The superhero genre has been  rehabilitated since the Runaways comics first landed, and not only have all the things that made it unique since become standard, but we've had 7 years of a tv show about Green Arrow, which has spun off four years of the Flash, three years of Legends of Tomorrow, and will shortly be joined by a Batwoman series that will be showing alongside the third season of Supergirl, while in cinemas, Marvel have to date made 22 films and roughly 30 billion dollars, and spun off Agents of Shield, Daredevil, Jessica Jones, The Punisher, Iron Fist, Luke Cage, and Agent Carter tv shows.  This would, by any objective evaluation, be the absolute worst time to base a tv show on the idea that superheroes as a concept are stupid and lame - and yet here Runaways comes anyway, peddling its shame at its own genre like Smallville was still a thing.

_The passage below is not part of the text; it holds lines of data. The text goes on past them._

use std::path::PathBuf;

use anyhow::{Context, Result};
use clap::{Parser, Subcommand};
use tracing::info;

use hamta::config::Config;
use hamta::fetch::article::{fetch_latest, RawArticle};
use hamta::fetch::client::NewsClient;
use hamta::output::terminal;
use hamta::similarity::cosine::cosine_similarity;
use hamta::similarity::decision::{Decision, DecisionPolicy};
use hamta::similarity::vectorizer::vectorize_pair;
use hamta::text::normalize::Normalizer;

/// Hamta: duplicate detection for Persian news articles.
///
/// Fetches the latest article from two news sources, normalizes their text,
/// and reports a TF-IDF cosine similarity score with a duplicate verdict.
#[derive(Parser)]
#[command(name = "hamta", version, about)]
struct Cli {
    #[command(subcommand)]
    command: Commands,
}

#[derive(Subcommand)]
enum Commands {
    /// Fetch the latest article from both configured sources and compare them
    Compare {
        /// Override the similarity threshold (default: 0.9)
        #[arg(long)]
        threshold: Option<f64>,

        /// Emit the decision as JSON instead of the formatted report
        #[arg(long)]
        json: bool,
    },

    /// Compare two local text files, bypassing the fetcher
    Score {
        /// First article text file
        file_a: PathBuf,

        /// Second article text file
        file_b: PathBuf,

        /// Override the similarity threshold (default: 0.9)
        #[arg(long)]
        threshold: Option<f64>,

        /// Emit the decision as JSON instead of the formatted report
        #[arg(long)]
        json: bool,
    },

    /// Show the canonical token form of a local text file
    Tokens {
        /// Article text file
        file: PathBuf,
    },
}

#[tokio::main]
async fn main() -> Result<()> {
    // Load .env file if present (silently ignore if missing)
    let _ = dotenvy::dotenv();

    // Set up structured logging
    tracing_subscriber::fmt()
        .with_env_filter(
            tracing_subscriber::EnvFilter::try_from_default_env()
                .unwrap_or_else(|_| tracing_subscriber::EnvFilter::new("hamta=info")),
        )
        .init();

    let cli = Cli::parse();

    match cli.command {
        Commands::Compare { threshold, json } => {
            let (config, policy) = load_policy(threshold)?;
            config.require_language()?;

            let normalizer = Normalizer::persian();
            let client = NewsClient::new()?;

            let bar = terminal::spinner("Fetching the latest articles...");
            let (result_a, result_b) = tokio::join!(
                fetch_latest(&client, &config.source_a),
                fetch_latest(&client, &config.source_b),
            );
            bar.finish_and_clear();

            // Each source's outcome stands on its own: a failure on one
            // side is reported with that source's name, not folded into a
            // shared error.
            let article_a = require_article(result_a, &config.source_a.name)?;
            let article_b = require_article(result_b, &config.source_b.name)?;

            info!(
                source_a = %article_a.source,
                source_b = %article_b.source,
                "Fetched both articles"
            );

            let decision = compare_texts(&normalizer, &article_a.text, &article_b.text, &policy);
            emit(&decision, &article_a, &article_b, json)?;
        }

        Commands::Score {
            file_a,
            file_b,
            threshold,
            json,
        } => {
            let (config, policy) = load_policy(threshold)?;
            config.require_language()?;

            let normalizer = Normalizer::persian();
            let article_a = read_article(&file_a)?;
            let article_b = read_article(&file_b)?;

            let decision = compare_texts(&normalizer, &article_a.text, &article_b.text, &policy);
            emit(&decision, &article_a, &article_b, json)?;
        }

        Commands::Tokens { file } => {
            let article = read_article(&file)?;
            let normalizer = Normalizer::persian();
            let doc = normalizer.normalize(&article.text);

            println!("Tokens: {}", doc.tokens.len());
            if !doc.is_empty() {
                println!("{}", doc.joined());
            }
        }
    }

    Ok(())
}

/// Load config, apply a CLI threshold override, and build the policy.
fn load_policy(threshold_override: Option<f64>) -> Result<(Config, DecisionPolicy)> {
    let mut config = Config::load()?;
    if let Some(threshold) = threshold_override {
        config.threshold = threshold;
    }
    config.require_threshold()?;
    let policy = DecisionPolicy::new(config.threshold)?;
    Ok((config, policy))
}

/// The core pipeline over two raw texts: normalize, vectorize, score, decide.
fn compare_texts(
    normalizer: &Normalizer,
    text_a: &str,
    text_b: &str,
    policy: &DecisionPolicy,
) -> Decision {
    let doc_a = normalizer.normalize(text_a);
    let doc_b = normalizer.normalize(text_b);

    info!(
        tokens_a = doc_a.tokens.len(),
        tokens_b = doc_b.tokens.len(),
        "Normalized articles"
    );

    let (vector_a, vector_b) = vectorize_pair(&doc_a, &doc_b);
    let score = cosine_similarity(&vector_a, &vector_b);
    policy.decide(score)
}

/// Unwrap one source's fetch outcome with a source-specific message.
fn require_article(result: Result<Option<RawArticle>>, source: &str) -> Result<RawArticle> {
    match result {
        Ok(Some(article)) => Ok(article),
        Ok(None) => anyhow::bail!(
            "Could not find the latest article for {source}.\n\
             Check the configured CSS selectors (see .env.example)."
        ),
        Err(e) => Err(e.context(format!("Fetching from {source} failed"))),
    }
}

/// Read a local file into a RawArticle (for score/tokens).
fn read_article(path: &PathBuf) -> Result<RawArticle> {
    let text = std::fs::read_to_string(path)
        .with_context(|| format!("Failed to read {}", path.display()))?;
    Ok(RawArticle {
        source: path
            .file_name()
            .map(|n| n.to_string_lossy().into_owned())
            .unwrap_or_else(|| path.display().to_string()),
        url: path.display().to_string(),
        text,
    })
}

/// Print the decision, as JSON or as the formatted terminal report.
fn emit(
    decision: &Decision,
    article_a: &RawArticle,
    article_b: &RawArticle,
    json: bool,
) -> Result<()> {
    if json {
        println!("{}", serde_json::to_string_pretty(decision)?);
    } else {
        terminal::display_result(decision, article_a, article_b);
    }
    Ok(())
}
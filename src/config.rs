use std::env;

use anyhow::Result;

use crate::fetch::article::SourceSpec;
use crate::similarity::decision::DEFAULT_THRESHOLD;

/// Central configuration loaded from environment variables.
///
/// Everything has a working default (the two Persian news sites the tool
/// was built around), so `hamta compare` runs out of the box. The .env
/// file is loaded automatically at startup via dotenvy.
pub struct Config {
    /// First news source (homepage URL + CSS selectors)
    pub source_a: SourceSpec,
    /// Second news source
    pub source_b: SourceSpec,
    /// Similarity threshold in [0, 1]; validated by `require_threshold`
    pub threshold: f64,
    /// Language of the normalizer profile (currently only "persian")
    pub language: String,
}

impl Config {
    /// Load configuration from environment variables.
    pub fn load() -> Result<Self> {
        let threshold = match env::var("HAMTA_THRESHOLD") {
            Ok(raw) => raw
                .parse::<f64>()
                .map_err(|_| anyhow::anyhow!("HAMTA_THRESHOLD is not a number: {raw:?}"))?,
            Err(_) => DEFAULT_THRESHOLD,
        };

        Ok(Self {
            source_a: SourceSpec {
                name: env::var("HAMTA_SOURCE_A_NAME").unwrap_or_else(|_| "asriran".to_string()),
                base_url: env::var("HAMTA_SOURCE_A_URL")
                    .unwrap_or_else(|_| "https://www.asriran.com".to_string()),
                link_selector: env::var("HAMTA_SOURCE_A_LINK_SELECTOR")
                    .unwrap_or_else(|_| ".tab-pane.fade.in.active .title5".to_string()),
                body_selector: env::var("HAMTA_SOURCE_A_BODY_SELECTOR")
                    .unwrap_or_else(|_| ".body".to_string()),
            },
            source_b: SourceSpec {
                name: env::var("HAMTA_SOURCE_B_NAME").unwrap_or_else(|_| "tabnak".to_string()),
                base_url: env::var("HAMTA_SOURCE_B_URL")
                    .unwrap_or_else(|_| "https://www.tabnak.ir".to_string()),
                link_selector: env::var("HAMTA_SOURCE_B_LINK_SELECTOR")
                    .unwrap_or_else(|_| ".title5".to_string()),
                body_selector: env::var("HAMTA_SOURCE_B_BODY_SELECTOR")
                    .unwrap_or_else(|_| ".body".to_string()),
            },
            threshold,
            language: env::var("HAMTA_LANGUAGE").unwrap_or_else(|_| "persian".to_string()),
        })
    }

    /// Check that the configured threshold is usable.
    ///
    /// Scores are bounded to [0, 1], so a threshold outside that range makes
    /// one verdict unreachable. Rejected here, at configuration time, rather
    /// than surfacing as a silent always-distinct comparison.
    pub fn require_threshold(&self) -> Result<()> {
        if !(0.0..=1.0).contains(&self.threshold) {
            anyhow::bail!(
                "HAMTA_THRESHOLD must be within [0, 1], got {}.\n\
                 Scores are cosine similarities and never leave that range.",
                self.threshold
            );
        }
        Ok(())
    }

    /// Check that the configured language has a normalizer profile.
    pub fn require_language(&self) -> Result<()> {
        if self.language != "persian" {
            anyhow::bail!(
                "No normalizer profile for language {:?}. Only \"persian\" ships today;\n\
                 other languages need a LanguageProfile (stop words, stemmer rules).",
                self.language
            );
        }
        Ok(())
    }
}
//! Per-request handling for mock listeners.
//!
//! Converts a hyper request into a `VirtualServerRequest`, runs the pipeline
//! and writes the finalized `VirtualServerResponse` (or the mapped error) back.

use crate::config::Protocol;
use crate::coordinator::Coordinator;
use crate::errors::MockError;
use crate::metrics;
use crate::models::{TestProfile, VirtualServerRequest, VirtualServerResponse};
use crate::response::{build_response_with_headers, collect_body, mock_error_response, APPLICATION_JSON};
use bytes::Bytes;
use http_body_util::Full;
use hyper::body::Incoming;
use hyper::{HeaderMap, Request, Response, StatusCode};
use serde_json::Value;
use std::collections::HashMap;
use std::convert::Infallible;
use std::sync::Arc;
use tracing::{debug, warn};

/// Everything a listener's requests share
#[derive(Clone)]
pub struct ListenerContext {
    pub coordinator: Arc<Coordinator>,
    pub protocol: Protocol,
    pub profile: TestProfile,
}

pub async fn handle_request(
    req: Request<Incoming>,
    ctx: ListenerContext,
) -> Result<Response<Full<Bytes>>, Infallible> {
    let method = req.method().as_str().to_string();
    let url = req
        .uri()
        .path_and_query()
        .map(|pq| pq.as_str().to_string())
        .unwrap_or_else(|| "/".to_string());
    let headers = lowercase_headers(req.headers());

    let response = match collect_body(req).await {
        Ok(bytes) => {
            let mut mock_req = VirtualServerRequest::new(ctx.protocol.as_str(), &method, &url);
            mock_req.headers = headers;
            mock_req.body = parse_body(&bytes);
            answer(&ctx, &mock_req).await
        }
        Err(e) => fail(&method, &url, &MockError::InvalidRequest(e)),
    };

    metrics::record_request(&method, response.status().as_u16());
    Ok(response)
}

async fn answer(ctx: &ListenerContext, req: &VirtualServerRequest) -> Response<Full<Bytes>> {
    let mut res = VirtualServerResponse::new();
    match ctx
        .coordinator
        .generate_response(req, &mut res, &ctx.profile)
        .await
    {
        Ok(()) if res.is_finalized() => {
            debug!("{} {} -> {:?}", req.method, req.url, res.status);
            to_http_response(&res)
        }
        Ok(()) => fail(&req.method, &req.url, &MockError::NoResponse("200".to_string())),
        Err(e) => fail(&req.method, &req.url, &e),
    }
}

fn fail(method: &str, url: &str, err: &MockError) -> Response<Full<Bytes>> {
    warn!("{} {} rejected: {} ({})", method, url, err, err.code());
    metrics::record_pipeline_error(err.code());
    mock_error_response(err)
}

/// Header names lower-cased; values that are not visible ASCII are dropped
fn lowercase_headers(headers: &HeaderMap) -> HashMap<String, String> {
    headers
        .iter()
        .filter_map(|(name, value)| {
            value
                .to_str()
                .ok()
                .map(|v| (name.as_str().to_ascii_lowercase(), v.to_string()))
        })
        .collect()
}

/// JSON request body; empty or malformed bodies are treated as absent
fn parse_body(bytes: &Bytes) -> Option<Value> {
    if bytes.is_empty() {
        return None;
    }
    serde_json::from_slice(bytes).ok()
}

/// Serialize a finalized response. 204 carries no body.
pub fn to_http_response(res: &VirtualServerResponse) -> Response<Full<Bytes>> {
    let status = res
        .status
        .and_then(|s| StatusCode::from_u16(s).ok())
        .unwrap_or(StatusCode::INTERNAL_SERVER_ERROR);
    let body = if status == StatusCode::NO_CONTENT {
        Bytes::new()
    } else {
        Bytes::from(serde_json::to_vec(&res.body).unwrap_or_default())
    };
    let headers = std::iter::once(("Content-Type", APPLICATION_JSON)).chain(
        res.headers
            .iter()
            .map(|(name, value)| (name.as_str(), value.as_str())),
    );
    build_response_with_headers(status, headers, body)
}

#[cfg(test)]
mod tests {
    use super::*;
    use http_body_util::BodyExt;
    use serde_json::json;

    #[test]
    fn test_parse_body() {
        assert_eq!(parse_body(&Bytes::from_static(b"")), None);
        assert_eq!(parse_body(&Bytes::from_static(b"not json")), None);
        assert_eq!(
            parse_body(&Bytes::from_static(br#"{"location":"eastus"}"#)),
            Some(json!({"location": "eastus"}))
        );
    }

    #[test]
    fn test_lowercase_headers() {
        let mut map = HeaderMap::new();
        let name = hyper::header::HeaderName::from_bytes(b"X-Ms-Client-Request-Id").unwrap();
        map.insert(name, "abc".parse().unwrap());
        let headers = lowercase_headers(&map);
        assert_eq!(headers["x-ms-client-request-id"], "abc");
    }

    #[tokio::test]
    async fn test_to_http_response_with_lro_headers() {
        let mut res = VirtualServerResponse::new();
        res.set_header("Azure-AsyncOperation", "http://localhost/poll");
        res.set_header("Retry-After", "1");
        res.set(201, json!({"name": "f1"}));
        let resp = to_http_response(&res);
        assert_eq!(resp.status(), StatusCode::CREATED);
        assert_eq!(resp.headers()["content-type"], APPLICATION_JSON);
        assert_eq!(resp.headers()["azure-asyncoperation"], "http://localhost/poll");
        assert_eq!(resp.headers()["retry-after"], "1");
        let body = resp.into_body().collect().await.unwrap().to_bytes();
        assert_eq!(serde_json::from_slice::<Value>(&body).unwrap(), json!({"name": "f1"}));
    }

    #[tokio::test]
    async fn test_no_content_has_empty_body() {
        let mut res = VirtualServerResponse::new();
        res.set(204, json!({}));
        let resp = to_http_response(&res);
        assert_eq!(resp.status(), StatusCode::NO_CONTENT);
        let body = resp.into_body().collect().await.unwrap().to_bytes();
        assert!(body.is_empty());
    }
}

And what's with the synthwave OST?

It's a genre utilised in evoking the 1980s, but how does that relate to a television show about the post-millennial generation?  I could postulate about how it might be a means to reference the decade that spawned the media which provided the inspiration for the original comics, or suggest that it's a means to channel the post-internet world where all media is available to be consumed at all times and thus genres become meaningless and children pine for the artifacts of cultures that lived and died before they were born but really, I think we all know that's a stretch and it's far more likely it's just a stylistic choice that has no meaning beyond its current and likely fleeting appeal, which is as goo a paradigm for this show as any.  I am implying that Runaways is bad television.
Let's face it, though: if it was good I wouldn't be watching it because I apparently only like dreadful tv.
It does, however, meet the high standards demanded of 13 year old television viewers - by which I mean characters occasionally say the word "hashtag" and the nerd character says something related to Star Wars - but I admire the show's commitment to the rejection of binaries both in its diverse casting, and in its firmly and oft-affirmed belief that the show doesn't have to suck or blow and can, in fact, do both at once.

* Worse still, existing characters from the comics are expanded upon to become what can only be described as racist stereotypes, with the most obvious example being all the black characters having links to gang culture and crime, or the only Asian characters facing off in a martial arts battle, or the only Latino character defeating an opponent by speaking Spanish - and no, I am not making that up.